Tra loro l’ex presidente del Cirsu Angelo Di Matteo. Per la Procura avrebbero disconosciuto crediti per circa tre milioni
TERAMO. Cinque anni dopo la realtà sostanziale è in quei sessanta lavoratori rimasti a casa. Tutto il resto lo racconta l’inchiesta giudiziaria che la Procura chiude con una richiesta di processo per otto indagati per il fallimento Sogesa, la società che fino al 2012 gestiva la raccolta e lo smaltimento dei rifiuti per conto del Cirsu, il consorzio formato da sei comuni successivamente fallito anch’esso. Perchè, è la ricostruzione del pm Stefano Giovagnoni, quel fallimento fu il risultato del mancato riconoscimento dei crediti vantati dalla Sogesa nei confronti del Cirsu. La Procura, che ha chiesto il rinvio a giudizio per ex vertici Cirsu e Sogesa, contesta l'accusa di bancarotta fraudolenta patrimoniale ai tre componenti dell'allora cda di Cirsu e Sogesa Angelo Di Matteo (ex presidente regionale di Legambiente prima del Cirsu), Diego De Carolis e Andrea Ziruolo e a due consulenti Mery Pistillo e Lorenzo Giammattei e quella preferenziale all'ex presidente del cda di Sogesa Gabriele Di Pietro, all'ex amministratore delegato di Sogesa Giovanni Marchetti e all'allora presidente del cda e ammistratore delegato di Deco Paolo Tracanna.

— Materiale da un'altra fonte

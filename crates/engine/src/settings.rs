//! Key-value configuration rows and the provider abstraction used to read
//! them.
//!
//! Allocation code never queries the `settings` table directly: it asks a
//! [`SettingsProvider`]. The engine builds a [`SettingsSnapshot`] from the
//! table inside each request's transaction unless an override provider was
//! injected through the builder.

use std::collections::HashMap;

use chrono::{DateTime, Utc};
use sea_orm::{ConnectionTrait, entity::prelude::*};
use serde::{Deserialize, Serialize};

use crate::{AllocationRates, EngineError, Kobo, Percentage, ResultEngine, ShareRole};

pub const MEMBER_CARVE_OUT_KEY: &str = "super_admin_member_registration_allocation";
pub const COOPERATIVE_CARVE_OUT_KEY: &str = "super_admin_cooperative_registration_allocation";

/// Fallback carve-outs, in naira.
const DEFAULT_MEMBER_CARVE_OUT_NAIRA: i64 = 500;
const DEFAULT_COOPERATIVE_CARVE_OUT_NAIRA: i64 = 5_000;

/// Read-only lookup of configuration values.
pub trait SettingsProvider: Send + Sync + std::fmt::Debug {
    fn get(&self, key: &str) -> Option<String>;
}

/// Settings captured at one point in time.
#[derive(Clone, Debug, Default, PartialEq, Eq)]
pub struct SettingsSnapshot(HashMap<String, String>);

impl SettingsSnapshot {
    pub fn new() -> Self {
        Self::default()
    }

    #[must_use]
    pub fn with(mut self, key: impl Into<String>, value: impl Into<String>) -> Self {
        self.0.insert(key.into(), value.into());
        self
    }

    pub(crate) async fn load<C: ConnectionTrait>(db: &C) -> ResultEngine<Self> {
        let rows = Entity::find().all(db).await?;
        Ok(Self(rows.into_iter().map(|row| (row.key, row.value)).collect()))
    }
}

impl SettingsProvider for SettingsSnapshot {
    fn get(&self, key: &str) -> Option<String> {
        self.0.get(key).cloned()
    }
}

impl FromIterator<(String, String)> for SettingsSnapshot {
    fn from_iter<T: IntoIterator<Item = (String, String)>>(iter: T) -> Self {
        Self(iter.into_iter().collect())
    }
}

/// The settings the engine knows how to interpret.
#[derive(Clone, Copy, Debug, PartialEq, Eq)]
pub enum SettingKey {
    MemberCarveOut,
    CooperativeCarveOut,
    Share(ShareRole),
}

impl SettingKey {
    pub const ALL: [SettingKey; 5] = [
        SettingKey::MemberCarveOut,
        SettingKey::CooperativeCarveOut,
        SettingKey::Share(ShareRole::Cooperative),
        SettingKey::Share(ShareRole::Leader),
        SettingKey::Share(ShareRole::ParentOrganization),
    ];

    pub fn as_str(self) -> &'static str {
        match self {
            Self::MemberCarveOut => MEMBER_CARVE_OUT_KEY,
            Self::CooperativeCarveOut => COOPERATIVE_CARVE_OUT_KEY,
            Self::Share(role) => role.setting_key(),
        }
    }

    pub fn default_value(self) -> String {
        match self {
            Self::MemberCarveOut => DEFAULT_MEMBER_CARVE_OUT_NAIRA.to_string(),
            Self::CooperativeCarveOut => DEFAULT_COOPERATIVE_CARVE_OUT_NAIRA.to_string(),
            Self::Share(role) => {
                let bp = role.default_percentage().basis_points();
                if bp % 100 == 0 {
                    (bp / 100).to_string()
                } else {
                    format!("{}.{:02}", bp / 100, bp % 100)
                }
            }
        }
    }

    /// Checks that `value` parses for this key and returns it trimmed.
    pub fn validate(self, value: &str) -> ResultEngine<String> {
        let value = value.trim();
        match self {
            Self::MemberCarveOut | Self::CooperativeCarveOut => {
                let amount: Kobo = value.parse().map_err(|err| {
                    EngineError::InvalidSetting(format!("{}: {err}", self.as_str()))
                })?;
                if amount.is_negative() {
                    return Err(EngineError::InvalidSetting(format!(
                        "{}: carve-out must not be negative",
                        self.as_str()
                    )));
                }
            }
            Self::Share(_) => {
                value.parse::<Percentage>()?;
            }
        }
        Ok(value.to_string())
    }
}

impl TryFrom<&str> for SettingKey {
    type Error = EngineError;

    fn try_from(value: &str) -> Result<Self, Self::Error> {
        Self::ALL
            .into_iter()
            .find(|key| key.as_str() == value)
            .ok_or_else(|| EngineError::InvalidSetting(format!("unknown setting: {value}")))
    }
}

fn carve_out(provider: &dyn SettingsProvider, key: &str, default_naira: i64) -> Kobo {
    let default = Kobo::new(default_naira * 100);
    match provider.get(key) {
        None => default,
        Some(raw) => match raw.parse::<Kobo>() {
            Ok(amount) if !amount.is_negative() => amount,
            _ => {
                tracing::warn!(key, value = %raw, "unreadable carve-out setting, using default");
                default
            }
        },
    }
}

fn share(provider: &dyn SettingsProvider, role: ShareRole) -> Percentage {
    let key = role.setting_key();
    match provider.get(key) {
        None => role.default_percentage(),
        Some(raw) => raw.parse::<Percentage>().unwrap_or_else(|err| {
            tracing::warn!(key, value = %raw, "unreadable share setting, using default: {err}");
            role.default_percentage()
        }),
    }
}

impl AllocationRates {
    /// Reads carve-outs and the share for `role`, falling back to the
    /// hardcoded defaults for anything missing or malformed.
    pub fn from_provider(provider: &dyn SettingsProvider, role: ShareRole) -> Self {
        Self {
            member_carve_out: carve_out(provider, MEMBER_CARVE_OUT_KEY, DEFAULT_MEMBER_CARVE_OUT_NAIRA),
            cooperative_carve_out: carve_out(
                provider,
                COOPERATIVE_CARVE_OUT_KEY,
                DEFAULT_COOPERATIVE_CARVE_OUT_NAIRA,
            ),
            share: share(provider, role),
        }
    }
}

/// A configuration row as exposed to callers.
#[derive(Clone, Debug, PartialEq, Eq, Serialize, Deserialize)]
pub struct Setting {
    pub key: String,
    pub value: String,
    /// `false` when the value is the built-in default rather than a stored row.
    pub stored: bool,
    pub updated_at: Option<DateTime<Utc>>,
}

#[derive(Clone, Debug, PartialEq, Eq, DeriveEntityModel)]
#[sea_orm(table_name = "settings")]
pub struct Model {
    #[sea_orm(primary_key, auto_increment = false)]
    pub key: String,
    pub value: String,
    pub updated_at: DateTimeUtc,
}

#[derive(Copy, Clone, Debug, EnumIter, DeriveRelation)]
pub enum Relation {}

impl ActiveModelBehavior for ActiveModel {}
//! Payment provider verification.
//!
//! The provider is asked once per verification; failures surface as HTTP 502
//! and are not retried.

use async_trait::async_trait;
use engine::{GatewayVerification, Kobo};
use serde::Deserialize;
use serde_json::Value;
use thiserror::Error;

#[derive(Debug, Error)]
pub enum GatewayError {
    #[error("payment provider unreachable: {0}")]
    Transport(String),
    #[error("payment provider returned status {0}")]
    Status(u16),
    #[error("unexpected payment provider response: {0}")]
    Response(String),
}

/// Looks up the outcome of a checkout by its reference.
#[async_trait]
pub trait PaymentGateway: Send + Sync {
    async fn verify(&self, reference: &str) -> Result<GatewayVerification, GatewayError>;
}

#[derive(Clone, Copy, Debug, PartialEq, Eq, Deserialize)]
#[serde(rename_all = "lowercase")]
pub enum Provider {
    Korapay,
    Paystack,
}

impl Provider {
    pub fn default_base_url(self) -> &'static str {
        match self {
            Self::Korapay => "https://api.korapay.com",
            Self::Paystack => "https://api.paystack.co",
        }
    }

    fn verify_url(self, base_url: &str, reference: &str) -> String {
        let base_url = base_url.trim_end_matches('/');
        match self {
            Self::Korapay => format!("{base_url}/merchant/api/v1/charges/{reference}"),
            Self::Paystack => format!("{base_url}/transaction/verify/{reference}"),
        }
    }
}

/// Verification over the provider's REST API.
#[derive(Clone, Debug)]
pub struct HttpGateway {
    client: reqwest::Client,
    provider: Provider,
    base_url: String,
    secret_key: String,
}

impl HttpGateway {
    pub fn new(provider: Provider, base_url: Option<String>, secret_key: String) -> Self {
        Self {
            client: reqwest::Client::new(),
            provider,
            base_url: base_url.unwrap_or_else(|| provider.default_base_url().to_string()),
            secret_key,
        }
    }
}

#[async_trait]
impl PaymentGateway for HttpGateway {
    async fn verify(&self, reference: &str) -> Result<GatewayVerification, GatewayError> {
        let response = self
            .client
            .get(self.provider.verify_url(&self.base_url, reference))
            .bearer_auth(&self.secret_key)
            .send()
            .await
            .map_err(|err| GatewayError::Transport(err.to_string()))?;
        if !response.status().is_success() {
            return Err(GatewayError::Status(response.status().as_u16()));
        }
        let body: Value = response
            .json()
            .await
            .map_err(|err| GatewayError::Response(err.to_string()))?;
        tracing::debug!(reference, provider = ?self.provider, "payment provider answered");
        parse_verification(self.provider, reference, &body)
    }
}

/// Reads a verify response. Korapay reports naira (number or decimal
/// string), Paystack reports kobo.
pub fn parse_verification(
    provider: Provider,
    reference: &str,
    body: &Value,
) -> Result<GatewayVerification, GatewayError> {
    if body.get("status").and_then(Value::as_bool) != Some(true) {
        let message = body
            .get("message")
            .and_then(Value::as_str)
            .unwrap_or("request not successful");
        return Err(GatewayError::Response(message.to_string()));
    }
    let data = body
        .get("data")
        .ok_or_else(|| GatewayError::Response("missing data".to_string()))?;

    if let Some(echoed) = data.get("reference").and_then(Value::as_str)
        && echoed != reference
    {
        return Err(GatewayError::Response(format!(
            "reference mismatch: {echoed}"
        )));
    }

    let paid = data.get("status").and_then(Value::as_str) == Some("success");
    let raw_amount = data
        .get("amount")
        .ok_or_else(|| GatewayError::Response("missing amount".to_string()))?;
    let amount = match provider {
        Provider::Korapay => naira_amount(raw_amount)?,
        Provider::Paystack => raw_amount
            .as_i64()
            .map(Kobo::new)
            .ok_or_else(|| GatewayError::Response("invalid amount".to_string()))?,
    };

    Ok(GatewayVerification {
        reference: reference.to_string(),
        paid,
        amount,
    })
}

fn naira_amount(value: &Value) -> Result<Kobo, GatewayError> {
    let invalid = || GatewayError::Response("invalid amount".to_string());
    match value {
        Value::String(text) => text.parse::<Kobo>().map_err(|_| invalid()),
        Value::Number(number) => number
            .as_f64()
            .ok_or_else(invalid)
            .and_then(|naira| Kobo::from_naira(naira).map_err(|_| invalid())),
        _ => Err(invalid()),
    }
}
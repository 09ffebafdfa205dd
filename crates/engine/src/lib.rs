//! Domain engine for the cooperative platform: users and organizations,
//! registration-fee payments, the allocation of those fees to cooperatives,
//! leaders and parent organizations, and withdrawals against allocations.

pub use allocation::{
    AllocationRates, AllocationScope, AllocationSummary, BREAKDOWN_MONTHS, MonthWindow,
    MonthlyAllocation, REGISTRATION_REFERENCE_PREFIX, RECENT_LIMIT, RecentAllocation,
    RegistrationFee, RegistrationKind, RegistrationTally, ShareRole, available_balance,
    share_of_remainder, trailing_months,
};
pub use audit_log::{AuditAction, AuditEntry};
pub use commands::{CreateCooperativeCmd, RegisterUserCmd, RequestWithdrawalCmd};
pub use cooperatives::Cooperative;
pub use error::EngineError;
pub use identity::{LoginIdentifier, Role};
pub use money::{Kobo, Percentage};
pub use ops::{Engine, EngineBuilder, GatewayVerification, WithdrawalOverview};
pub use parent_organizations::ParentOrganization;
pub use settings::{
    COOPERATIVE_CARVE_OUT_KEY, MEMBER_CARVE_OUT_KEY, Setting, SettingKey, SettingsProvider,
    SettingsSnapshot,
};
pub use transactions::{Transaction, TransactionStatus, TransactionType};
pub use users::User;
pub use withdrawals::{Withdrawal, WithdrawalStatus};

mod allocation;
mod audit_log;
mod commands;
mod cooperatives;
mod error;
mod identity;
mod leaders;
mod money;
mod ops;
mod parent_organizations;
mod password_resets;
mod settings;
mod transactions;
mod users;
mod util;
mod withdrawals;

pub type ResultEngine<T> = Result<T, EngineError>;
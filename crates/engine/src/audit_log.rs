use chrono::{DateTime, Utc};
use sea_orm::{ActiveValue, entity::prelude::*};
use serde::{Deserialize, Serialize};
use uuid::Uuid;

/// Security-relevant actions kept for review.
#[derive(Clone, Copy, Debug, PartialEq, Eq, Serialize, Deserialize)]
#[serde(rename_all = "snake_case")]
pub enum AuditAction {
    ImpersonationStarted,
    WithdrawalApproved,
    WithdrawalRejected,
    SettingUpdated,
    PasswordReset,
}

impl AuditAction {
    pub fn as_str(self) -> &'static str {
        match self {
            Self::ImpersonationStarted => "impersonation_started",
            Self::WithdrawalApproved => "withdrawal_approved",
            Self::WithdrawalRejected => "withdrawal_rejected",
            Self::SettingUpdated => "setting_updated",
            Self::PasswordReset => "password_reset",
        }
    }
}

#[derive(Clone, Debug, PartialEq, Eq, Serialize, Deserialize)]
pub struct AuditEntry {
    pub id: Uuid,
    pub actor_id: Uuid,
    pub action: String,
    pub subject: String,
    pub created_at: DateTime<Utc>,
}

#[derive(Clone, Debug, PartialEq, Eq, DeriveEntityModel)]
#[sea_orm(table_name = "audit_log")]
pub struct Model {
    #[sea_orm(primary_key, auto_increment = false)]
    pub id: Uuid,
    pub actor_id: Uuid,
    pub action: String,
    pub subject: String,
    pub created_at: DateTimeUtc,
}

#[derive(Copy, Clone, Debug, EnumIter, DeriveRelation)]
pub enum Relation {}

impl ActiveModelBehavior for ActiveModel {}

impl ActiveModel {
    pub(crate) fn record(
        actor_id: Uuid,
        action: AuditAction,
        subject: impl Into<String>,
        at: DateTime<Utc>,
    ) -> Self {
        Self {
            id: ActiveValue::Set(Uuid::new_v4()),
            actor_id: ActiveValue::Set(actor_id),
            action: ActiveValue::Set(action.as_str().to_string()),
            subject: ActiveValue::Set(subject.into()),
            created_at: ActiveValue::Set(at),
        }
    }
}

impl From<Model> for AuditEntry {
    fn from(model: Model) -> Self {
        Self {
            id: model.id,
            actor_id: model.actor_id,
            action: model.action,
            subject: model.subject,
            created_at: model.created_at,
        }
    }
}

L’inchiesta è quella che in cui inizialmente erano stati indagati anche il rettore Luciano D’Amico e Lunella Cerquoni, nello loro vesti di ex presidenti del Cirsu, entrambi successivamente usciti con un’archiviazione chiesta dalla procura e accolta dal giudice. Secondo l'accusa della Procura (tutta da dimostrare in un eventuale dibattimento) dopo l'acquisizione da parte di Cirsu anche delle quote di Aia in Sogesa ,con la società diventata pubblica e con i due Cda a quel punto coincidenti,i vertici del Cirsu avrebbero occultato la maggioranza dei 3 milioni di crediti vantati da Sogesa nei confronti del consorzio, disconoscendoli anche sulla scorta delle consulenze affidate a Pistillo e Giammattei, con un accordo transattivo con il quale venivano riconosciuti a Sogesa solo 431mila euro circa, Si legge a questo proposito nell’avviso di conclusione: «In particolare Sogesa, società a capitale misto pubblico/privato costituita da Cirsu spa per la gestione operativa del servizio di raccolta e smaltimento dei rifiuti per conto dei Comuni soci, divenuta il 12 ottobre del 2011 società ad intero capitale pubblico, in conseguenza dell’acquisto del 100% del capitale sociale da parte di Cirsu che determinava, altresì, la perfetta coincidenza della governance tra le due società pubbliche attraverso la sottoscrizione dell’accordo transattivo del 7 novembre del 2011, subiva il disconoscimento delle seguenti poste di credito vantate dalla stessa Sogesa nei confronti di Cirsu per un importo pari a 3.120.130 in danno del ceto creditorio di Sogesa spa e ad esclusivo vantaggio di Cirsu che riconosceva crediti solo per un valore pari a euro 431.843,44». A far scattare l’inchiesta nel 2015 fu un esposto presentato da Di Matteo.